• **The task**
Which lines of the data contain the string "push"? Copy every one.

Supplied entries section start

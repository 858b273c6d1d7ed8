//! REST + websocket client for the hosted backend service. Speaks the
//! service's row dialect (`col=eq.value` filters, `order=` keys, Range
//! headers) and its phoenix-style realtime channel for row-insert push.

use std::time::Duration;

use async_trait::async_trait;
use bytes::Bytes;
use futures::{SinkExt, StreamExt};
use reqwest::header::{HeaderMap, HeaderValue, AUTHORIZATION, RANGE};
use serde::{Deserialize, Serialize};
use serde_json::{json, Value};
use tokio::sync::mpsc;
use tokio_tungstenite::connect_async;
use tokio_tungstenite::tungstenite::Message as WsMessage;
use url::Url;

use crate::backend::{
    AuthUser, Backend, Cond, Direction, RowEvent, Select, Subscription, SubscriptionGuard,
};
use crate::error::{AppError, AppResult};

const HEARTBEAT_INTERVAL: Duration = Duration::from_secs(30);

pub struct RestBackend {
    http: reqwest::Client,
    base: Url,
    api_key: String,
    access_token: Option<String>,
}

impl RestBackend {
    pub fn new(base_url: &str, api_key: &str, access_token: Option<String>) -> AppResult<Self> {
        let base = Url::parse(base_url)
            .map_err(|e| AppError::Backend(format!("invalid backend url: {}", e)))?;
        Ok(Self {
            http: reqwest::Client::new(),
            base,
            api_key: api_key.to_string(),
            access_token,
        })
    }

    fn endpoint(&self, path: &str) -> String {
        format!("{}/{}", self.base.as_str().trim_end_matches('/'), path)
    }

    fn headers(&self) -> HeaderMap {
        let mut headers = HeaderMap::new();
        if let Ok(value) = HeaderValue::from_str(&self.api_key) {
            headers.insert("apikey", value);
        }
        let bearer = self.access_token.as_deref().unwrap_or(&self.api_key);
        if let Ok(value) = HeaderValue::from_str(&format!("Bearer {}", bearer)) {
            headers.insert(AUTHORIZATION, value);
        }
        headers
    }

    fn cond_params(conds: &[Cond]) -> Vec<(String, String)> {
        conds
            .iter()
            .map(|cond| match cond {
                Cond::Eq(col, v) => (col.clone(), format!("eq.{}", render(v))),
                Cond::Neq(col, v) => (col.clone(), format!("neq.{}", render(v))),
                Cond::In(col, vs) => (
                    col.clone(),
                    format!(
                        "in.({})",
                        vs.iter().map(render).collect::<Vec<_>>().join(",")
                    ),
                ),
            })
            .collect()
    }

    fn query_params(query: &Select) -> Vec<(String, String)> {
        let mut params = Self::cond_params(&query.conds);
        if !query.any_of.is_empty() {
            let joined = query
                .any_of
                .iter()
                .map(|cond| match cond {
                    Cond::Eq(col, v) => format!("{}.eq.{}", col, render(v)),
                    Cond::Neq(col, v) => format!("{}.neq.{}", col, render(v)),
                    Cond::In(col, vs) => format!(
                        "{}.in.({})",
                        col,
                        vs.iter().map(render).collect::<Vec<_>>().join(",")
                    ),
                })
                .collect::<Vec<_>>()
                .join(",");
            params.push(("or".to_string(), format!("({})", joined)));
        }
        if let Some((column, direction)) = &query.order {
            let dir = match direction {
                Direction::Asc => "asc",
                Direction::Desc => "desc",
            };
            params.push(("order".to_string(), format!("{}.{}", column, dir)));
        }
        params
    }
}

fn render(value: &Value) -> String {
    match value {
        Value::String(s) => s.clone(),
        other => other.to_string(),
    }
}

#[async_trait]
impl Backend for RestBackend {
    async fn select(&self, table: &str, query: Select) -> AppResult<Vec<Value>> {
        let mut request = self
            .http
            .get(self.endpoint(&format!("rest/v1/{}", table)))
            .headers(self.headers())
            .query(&RestBackend::query_params(&query));
        if let Some((start, end)) = query.range {
            request = request
                .header("Range-Unit", "items")
                .header(RANGE, format!("{}-{}", start, end));
        }
        let rows = request
            .send()
            .await?
            .error_for_status()?
            .json::<Vec<Value>>()
            .await?;
        Ok(rows)
    }

    async fn insert(&self, table: &str, rows: Vec<Value>) -> AppResult<Vec<Value>> {
        let stored = self
            .http
            .post(self.endpoint(&format!("rest/v1/{}", table)))
            .headers(self.headers())
            .header("Prefer", "return=representation")
            .json(&rows)
            .send()
            .await?
            .error_for_status()?
            .json::<Vec<Value>>()
            .await?;
        Ok(stored)
    }

    async fn update(&self, table: &str, patch: Value, conds: Vec<Cond>) -> AppResult<u64> {
        let rows = self
            .http
            .patch(self.endpoint(&format!("rest/v1/{}", table)))
            .headers(self.headers())
            .header("Prefer", "return=representation")
            .query(&RestBackend::cond_params(&conds))
            .json(&patch)
            .send()
            .await?
            .error_for_status()?
            .json::<Vec<Value>>()
            .await?;
        Ok(rows.len() as u64)
    }

    async fn delete(&self, table: &str, conds: Vec<Cond>) -> AppResult<()> {
        self.http
            .delete(self.endpoint(&format!("rest/v1/{}", table)))
            .headers(self.headers())
            .query(&RestBackend::cond_params(&conds))
            .send()
            .await?
            .error_for_status()?;
        Ok(())
    }

    async fn current_user(&self) -> AppResult<Option<AuthUser>> {
        // Without a session token there is no one to ask about.
        if self.access_token.is_none() {
            return Ok(None);
        }
        let response = self
            .http
            .get(self.endpoint("auth/v1/user"))
            .headers(self.headers())
            .send()
            .await?;
        if response.status() == reqwest::StatusCode::UNAUTHORIZED
            || response.status() == reqwest::StatusCode::FORBIDDEN
        {
            return Ok(None);
        }
        let user = response.error_for_status()?.json::<AuthUser>().await?;
        Ok(Some(user))
    }

    async fn upload_file(
        &self,
        bucket: &str,
        path: &str,
        data: Bytes,
        content_type: &str,
    ) -> AppResult<()> {
        self.http
            .post(self.endpoint(&format!("storage/v1/object/{}/{}", bucket, path)))
            .headers(self.headers())
            .header(reqwest::header::CONTENT_TYPE, content_type)
            .body(data)
            .send()
            .await?
            .error_for_status()?;
        Ok(())
    }

    fn public_url(&self, bucket: &str, path: &str) -> String {
        self.endpoint(&format!("storage/v1/object/public/{}/{}", bucket, path))
    }

    async fn subscribe(&self, table: &str, conds: Vec<Cond>) -> AppResult<Subscription> {
        let mut ws_url = self.base.clone();
        let scheme = if ws_url.scheme() == "https" { "wss" } else { "ws" };
        ws_url
            .set_scheme(scheme)
            .map_err(|_| AppError::Realtime("cannot derive websocket url".into()))?;
        ws_url.set_path("realtime/v1/websocket");
        ws_url
            .query_pairs_mut()
            .append_pair("apikey", &self.api_key)
            .append_pair("vsn", "1.0.0");

        // The channel filters by at most one column predicate; remaining
        // predicates are applied to decoded rows before forwarding.
        let topic = match conds.iter().find_map(|c| match c {
            Cond::Eq(col, v) => Some(format!("{}=eq.{}", col, render(v))),
            _ => None,
        }) {
            Some(filter) => format!("realtime:public:{}:{}", table, filter),
            None => format!("realtime:public:{}", table),
        };

        let (stream, _) = connect_async(ws_url.as_str())
            .await
            .map_err(|e| AppError::Realtime(e.to_string()))?;
        let (mut sink, mut source) = stream.split();

        let join = PhoenixMessage {
            topic: topic.clone(),
            event: "phx_join".to_string(),
            payload: json!({}),
            reference: Some("1".to_string()),
        };
        sink.send(WsMessage::Text(serde_json::to_string(&join)?))
            .await
            .map_err(|e| AppError::Realtime(e.to_string()))?;

        let (tx, rx) = mpsc::unbounded_channel();
        let table_name = table.to_string();
        let handle = tokio::spawn(async move {
            let mut heartbeat = tokio::time::interval(HEARTBEAT_INTERVAL);
            let mut heartbeat_ref: u64 = 2;
            loop {
                tokio::select! {
                    _ = heartbeat.tick() => {
                        let beat = PhoenixMessage {
                            topic: "phoenix".to_string(),
                            event: "heartbeat".to_string(),
                            payload: json!({}),
                            reference: Some(heartbeat_ref.to_string()),
                        };
                        heartbeat_ref += 1;
                        let Ok(text) = serde_json::to_string(&beat) else { break };
                        if sink.send(WsMessage::Text(text)).await.is_err() {
                            break;
                        }
                    }
                    incoming = source.next() => {
                        let Some(Ok(frame)) = incoming else { break };
                        let WsMessage::Text(text) = frame else { continue };
                        let Ok(message) = serde_json::from_str::<PhoenixMessage>(&text) else {
                            continue;
                        };
                        if message.event != "INSERT" {
                            continue;
                        }
                        let Some(record) = message.payload.get("record").cloned() else {
                            continue;
                        };
                        if !conds.iter().all(|c| c.matches(&record)) {
                            continue;
                        }
                        if tx
                            .send(RowEvent { table: table_name.clone(), row: record })
                            .is_err()
                        {
                            break;
                        }
                    }
                }
            }
        });

        Ok(Subscription::new(rx, SubscriptionGuard::for_task(handle)))
    }
}

#[derive(Debug, Serialize, Deserialize)]
struct PhoenixMessage {
    topic: String,
    event: String,
    payload: Value,
    #[serde(rename = "ref")]
    reference: Option<String>,
}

Supplied entries section end

• **Exercise solution**
//! headers) and its phoenix-style realtime channel for row-insert push.
            params.push(("or".to_string(), format!("({})", joined)));
            params.push(("order".to_string(), format!("{}.{}", column, dir)));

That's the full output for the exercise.